Work to be completed: Please reproduce exactly the lines from the start of the records through the one containing "enemies_vs_player(world, idx);", and nothing more.
▽
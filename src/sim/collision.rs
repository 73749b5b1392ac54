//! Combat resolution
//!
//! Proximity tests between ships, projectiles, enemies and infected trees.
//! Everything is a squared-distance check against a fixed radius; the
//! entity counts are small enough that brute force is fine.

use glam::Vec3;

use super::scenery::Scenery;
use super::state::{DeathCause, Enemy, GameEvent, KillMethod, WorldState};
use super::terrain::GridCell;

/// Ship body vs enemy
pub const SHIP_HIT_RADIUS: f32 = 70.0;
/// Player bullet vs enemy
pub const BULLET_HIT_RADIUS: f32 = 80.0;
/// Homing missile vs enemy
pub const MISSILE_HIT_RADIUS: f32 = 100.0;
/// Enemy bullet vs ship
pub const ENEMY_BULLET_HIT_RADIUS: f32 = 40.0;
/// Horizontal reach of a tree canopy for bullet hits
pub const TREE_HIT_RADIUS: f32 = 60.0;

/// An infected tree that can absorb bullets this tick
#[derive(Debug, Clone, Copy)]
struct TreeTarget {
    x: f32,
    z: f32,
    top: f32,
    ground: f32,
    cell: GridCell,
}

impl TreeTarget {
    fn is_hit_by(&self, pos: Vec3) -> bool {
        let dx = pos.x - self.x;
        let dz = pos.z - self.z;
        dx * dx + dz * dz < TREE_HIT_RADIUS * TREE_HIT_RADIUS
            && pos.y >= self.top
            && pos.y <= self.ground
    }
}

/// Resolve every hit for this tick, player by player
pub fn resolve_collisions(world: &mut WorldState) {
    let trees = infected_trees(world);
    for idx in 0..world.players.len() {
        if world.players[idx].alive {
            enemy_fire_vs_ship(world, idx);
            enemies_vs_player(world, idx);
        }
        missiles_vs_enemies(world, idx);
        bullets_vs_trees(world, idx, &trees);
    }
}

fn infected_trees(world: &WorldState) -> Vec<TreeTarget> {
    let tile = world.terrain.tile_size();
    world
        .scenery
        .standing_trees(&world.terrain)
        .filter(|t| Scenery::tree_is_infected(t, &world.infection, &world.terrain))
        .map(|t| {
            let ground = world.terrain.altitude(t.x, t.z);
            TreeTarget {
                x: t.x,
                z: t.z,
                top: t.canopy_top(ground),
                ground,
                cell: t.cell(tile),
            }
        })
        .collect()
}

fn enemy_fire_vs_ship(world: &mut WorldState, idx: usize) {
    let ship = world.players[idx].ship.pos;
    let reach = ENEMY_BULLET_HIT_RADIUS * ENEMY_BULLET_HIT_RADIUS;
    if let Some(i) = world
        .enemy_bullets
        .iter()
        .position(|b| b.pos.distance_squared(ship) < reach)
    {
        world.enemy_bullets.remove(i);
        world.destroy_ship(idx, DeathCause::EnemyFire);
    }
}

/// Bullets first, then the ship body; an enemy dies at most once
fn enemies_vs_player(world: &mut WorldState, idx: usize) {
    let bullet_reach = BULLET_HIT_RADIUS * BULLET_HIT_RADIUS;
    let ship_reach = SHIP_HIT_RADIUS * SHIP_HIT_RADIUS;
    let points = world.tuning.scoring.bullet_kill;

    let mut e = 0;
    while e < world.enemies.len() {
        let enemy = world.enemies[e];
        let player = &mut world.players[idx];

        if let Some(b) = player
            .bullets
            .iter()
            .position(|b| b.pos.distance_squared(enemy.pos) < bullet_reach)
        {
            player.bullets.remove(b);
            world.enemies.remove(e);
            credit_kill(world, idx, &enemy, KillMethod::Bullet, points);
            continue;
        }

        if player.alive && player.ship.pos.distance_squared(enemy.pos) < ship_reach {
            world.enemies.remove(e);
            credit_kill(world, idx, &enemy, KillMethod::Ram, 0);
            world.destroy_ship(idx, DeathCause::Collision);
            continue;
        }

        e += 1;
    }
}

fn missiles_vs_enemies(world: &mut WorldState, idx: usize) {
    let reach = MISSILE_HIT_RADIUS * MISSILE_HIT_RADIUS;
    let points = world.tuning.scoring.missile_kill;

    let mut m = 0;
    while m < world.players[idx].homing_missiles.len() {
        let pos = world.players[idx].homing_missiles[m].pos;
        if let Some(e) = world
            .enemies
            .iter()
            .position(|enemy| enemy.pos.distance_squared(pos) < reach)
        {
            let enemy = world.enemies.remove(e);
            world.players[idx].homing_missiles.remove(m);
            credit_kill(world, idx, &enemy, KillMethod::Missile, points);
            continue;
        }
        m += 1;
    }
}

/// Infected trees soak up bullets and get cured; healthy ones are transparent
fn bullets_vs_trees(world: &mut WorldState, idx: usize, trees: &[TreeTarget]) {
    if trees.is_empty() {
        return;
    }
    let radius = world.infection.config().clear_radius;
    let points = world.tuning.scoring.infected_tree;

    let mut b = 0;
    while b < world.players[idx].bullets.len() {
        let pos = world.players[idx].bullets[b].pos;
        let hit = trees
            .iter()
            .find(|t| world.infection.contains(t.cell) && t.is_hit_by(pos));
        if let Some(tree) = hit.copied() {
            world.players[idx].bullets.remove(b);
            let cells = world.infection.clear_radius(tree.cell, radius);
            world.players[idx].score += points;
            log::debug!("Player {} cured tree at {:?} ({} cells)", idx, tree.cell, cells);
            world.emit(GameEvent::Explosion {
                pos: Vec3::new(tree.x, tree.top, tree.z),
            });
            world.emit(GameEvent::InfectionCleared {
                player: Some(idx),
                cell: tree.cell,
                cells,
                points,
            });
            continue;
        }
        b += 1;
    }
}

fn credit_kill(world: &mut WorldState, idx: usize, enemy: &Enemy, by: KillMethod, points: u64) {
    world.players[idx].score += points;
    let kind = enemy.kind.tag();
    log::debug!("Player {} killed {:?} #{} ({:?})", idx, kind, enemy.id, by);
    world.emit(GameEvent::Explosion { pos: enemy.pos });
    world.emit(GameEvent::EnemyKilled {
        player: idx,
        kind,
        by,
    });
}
△
Finished task:
filename src/sim/collision.rs
repository 73749b5b1392ac54
//! Combat resolution
//!
//! Proximity tests between ships, projectiles, enemies and infected trees.
//! Everything is a squared-distance check against a fixed radius; the
//! entity counts are small enough that brute force is fine.

use glam::Vec3;

use super::scenery::Scenery;
use super::state::{DeathCause, Enemy, GameEvent, KillMethod, WorldState};
use super::terrain::GridCell;

/// Ship body vs enemy
pub const SHIP_HIT_RADIUS: f32 = 70.0;
/// Player bullet vs enemy
pub const BULLET_HIT_RADIUS: f32 = 80.0;
/// Homing missile vs enemy
pub const MISSILE_HIT_RADIUS: f32 = 100.0;
/// Enemy bullet vs ship
pub const ENEMY_BULLET_HIT_RADIUS: f32 = 40.0;
/// Horizontal reach of a tree canopy for bullet hits
pub const TREE_HIT_RADIUS: f32 = 60.0;

/// An infected tree that can absorb bullets this tick
#[derive(Debug, Clone, Copy)]
struct TreeTarget {
    x: f32,
    z: f32,
    top: f32,
    ground: f32,
    cell: GridCell,
}

impl TreeTarget {
    fn is_hit_by(&self, pos: Vec3) -> bool {
        let dx = pos.x - self.x;
        let dz = pos.z - self.z;
        dx * dx + dz * dz < TREE_HIT_RADIUS * TREE_HIT_RADIUS
            && pos.y >= self.top
            && pos.y <= self.ground
    }
}

/// Resolve every hit for this tick, player by player
pub fn resolve_collisions(world: &mut WorldState) {
    let trees = infected_trees(world);
    for idx in 0..world.players.len() {
        if world.players[idx].alive {
            enemy_fire_vs_ship(world, idx);
            enemies_vs_player(world, idx);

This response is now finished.